## Task instructions
Set out the listing word for word. End with the line that contains "reports whether it".
[Exercise inputs]
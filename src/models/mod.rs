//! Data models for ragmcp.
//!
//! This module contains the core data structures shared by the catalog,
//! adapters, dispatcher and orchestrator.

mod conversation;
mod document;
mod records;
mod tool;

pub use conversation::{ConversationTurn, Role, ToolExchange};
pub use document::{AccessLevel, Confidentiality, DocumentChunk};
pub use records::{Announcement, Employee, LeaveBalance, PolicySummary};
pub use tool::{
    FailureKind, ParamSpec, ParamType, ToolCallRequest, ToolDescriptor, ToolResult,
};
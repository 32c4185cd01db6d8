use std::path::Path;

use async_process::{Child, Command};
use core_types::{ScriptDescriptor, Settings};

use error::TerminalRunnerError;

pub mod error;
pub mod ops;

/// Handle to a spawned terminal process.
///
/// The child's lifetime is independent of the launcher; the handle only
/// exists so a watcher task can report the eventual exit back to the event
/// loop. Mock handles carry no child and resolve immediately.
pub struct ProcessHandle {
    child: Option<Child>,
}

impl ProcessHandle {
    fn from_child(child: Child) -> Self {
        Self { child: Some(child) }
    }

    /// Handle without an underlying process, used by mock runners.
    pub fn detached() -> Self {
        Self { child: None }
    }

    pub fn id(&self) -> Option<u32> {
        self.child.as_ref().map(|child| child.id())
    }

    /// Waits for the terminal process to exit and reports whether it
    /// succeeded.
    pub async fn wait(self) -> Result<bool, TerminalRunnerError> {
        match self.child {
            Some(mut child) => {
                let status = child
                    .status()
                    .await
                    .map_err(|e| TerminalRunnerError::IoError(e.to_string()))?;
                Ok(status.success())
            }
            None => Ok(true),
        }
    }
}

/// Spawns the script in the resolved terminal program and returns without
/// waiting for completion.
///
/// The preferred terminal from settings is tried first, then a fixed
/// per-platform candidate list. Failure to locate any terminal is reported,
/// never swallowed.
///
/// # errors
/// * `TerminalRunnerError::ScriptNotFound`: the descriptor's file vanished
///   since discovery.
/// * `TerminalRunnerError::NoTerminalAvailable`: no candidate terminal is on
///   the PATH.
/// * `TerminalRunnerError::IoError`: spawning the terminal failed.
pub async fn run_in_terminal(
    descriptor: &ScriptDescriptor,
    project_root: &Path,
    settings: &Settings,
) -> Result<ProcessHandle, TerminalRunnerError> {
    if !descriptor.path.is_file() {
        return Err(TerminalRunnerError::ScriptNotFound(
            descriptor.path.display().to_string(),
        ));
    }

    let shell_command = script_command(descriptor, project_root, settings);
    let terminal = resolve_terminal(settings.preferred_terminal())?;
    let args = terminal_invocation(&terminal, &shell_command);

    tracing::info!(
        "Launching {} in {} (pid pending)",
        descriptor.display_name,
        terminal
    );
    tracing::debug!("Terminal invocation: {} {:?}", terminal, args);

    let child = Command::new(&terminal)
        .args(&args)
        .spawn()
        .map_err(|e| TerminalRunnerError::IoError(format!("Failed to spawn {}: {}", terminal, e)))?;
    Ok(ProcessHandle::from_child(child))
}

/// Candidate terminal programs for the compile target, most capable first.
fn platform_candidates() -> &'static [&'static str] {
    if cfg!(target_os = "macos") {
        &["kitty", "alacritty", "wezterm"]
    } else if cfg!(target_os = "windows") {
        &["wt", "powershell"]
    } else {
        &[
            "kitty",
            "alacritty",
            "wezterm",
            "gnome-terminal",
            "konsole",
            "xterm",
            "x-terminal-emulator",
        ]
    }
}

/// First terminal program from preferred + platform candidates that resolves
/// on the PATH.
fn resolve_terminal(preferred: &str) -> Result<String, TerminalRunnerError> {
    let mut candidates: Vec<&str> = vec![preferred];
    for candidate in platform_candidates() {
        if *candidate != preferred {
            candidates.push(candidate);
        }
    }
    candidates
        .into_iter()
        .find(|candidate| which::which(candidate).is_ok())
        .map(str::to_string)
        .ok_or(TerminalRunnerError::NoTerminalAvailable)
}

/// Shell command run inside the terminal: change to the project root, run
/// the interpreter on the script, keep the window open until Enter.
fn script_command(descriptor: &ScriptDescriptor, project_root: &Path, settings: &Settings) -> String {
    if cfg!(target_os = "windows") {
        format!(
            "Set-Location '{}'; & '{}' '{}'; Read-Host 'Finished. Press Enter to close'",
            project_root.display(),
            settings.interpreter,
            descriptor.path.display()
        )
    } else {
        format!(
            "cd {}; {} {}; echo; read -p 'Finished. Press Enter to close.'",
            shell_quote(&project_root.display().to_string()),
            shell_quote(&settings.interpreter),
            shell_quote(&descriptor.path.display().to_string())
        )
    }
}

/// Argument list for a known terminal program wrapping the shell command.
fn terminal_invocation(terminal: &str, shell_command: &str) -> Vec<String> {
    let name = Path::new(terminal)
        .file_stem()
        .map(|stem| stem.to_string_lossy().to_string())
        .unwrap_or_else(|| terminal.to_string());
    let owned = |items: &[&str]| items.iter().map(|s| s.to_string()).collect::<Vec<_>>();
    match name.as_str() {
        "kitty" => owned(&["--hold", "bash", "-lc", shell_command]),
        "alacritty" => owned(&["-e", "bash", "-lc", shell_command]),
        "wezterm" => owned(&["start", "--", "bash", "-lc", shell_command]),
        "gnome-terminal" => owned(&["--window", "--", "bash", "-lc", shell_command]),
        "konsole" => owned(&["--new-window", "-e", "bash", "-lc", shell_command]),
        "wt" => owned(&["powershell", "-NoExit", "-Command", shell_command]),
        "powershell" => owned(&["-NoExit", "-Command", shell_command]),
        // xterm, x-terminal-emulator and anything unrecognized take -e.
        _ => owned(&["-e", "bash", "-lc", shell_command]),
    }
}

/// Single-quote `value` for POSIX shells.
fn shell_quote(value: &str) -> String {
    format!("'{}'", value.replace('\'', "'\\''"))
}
[/Exercise inputs]
## Answer box
filename src/models/mod.rs
//! Data models for ragmcp.
//!
//! This module contains the core data structures shared by the catalog,
//! adapters, dispatcher and orchestrator.

mod conversation;
mod document;
mod records;
mod tool;

pub use conversation::{ConversationTurn, Role, ToolExchange};
pub use document::{AccessLevel, Confidentiality, DocumentChunk};
pub use records::{Announcement, Employee, LeaveBalance, PolicySummary};
pub use tool::{
    FailureKind, ParamSpec, ParamType, ToolCallRequest, ToolDescriptor, ToolResult,
};
repository 32c4185cd01db6d8
use std::path::Path;

use async_process::{Child, Command};
use core_types::{ScriptDescriptor, Settings};

use error::TerminalRunnerError;

pub mod error;
pub mod ops;

/// Handle to a spawned terminal process.
///
/// The child's lifetime is independent of the launcher; the handle only
/// exists so a watcher task can report the eventual exit back to the event
/// loop. Mock handles carry no child and resolve immediately.
pub struct ProcessHandle {
    child: Option<Child>,
}

impl ProcessHandle {
    fn from_child(child: Child) -> Self {
        Self { child: Some(child) }
    }

    /// Handle without an underlying process, used by mock runners.
    pub fn detached() -> Self {
        Self { child: None }
    }

    pub fn id(&self) -> Option<u32> {
        self.child.as_ref().map(|child| child.id())
    }

    /// Waits for the terminal process to exit and reports whether it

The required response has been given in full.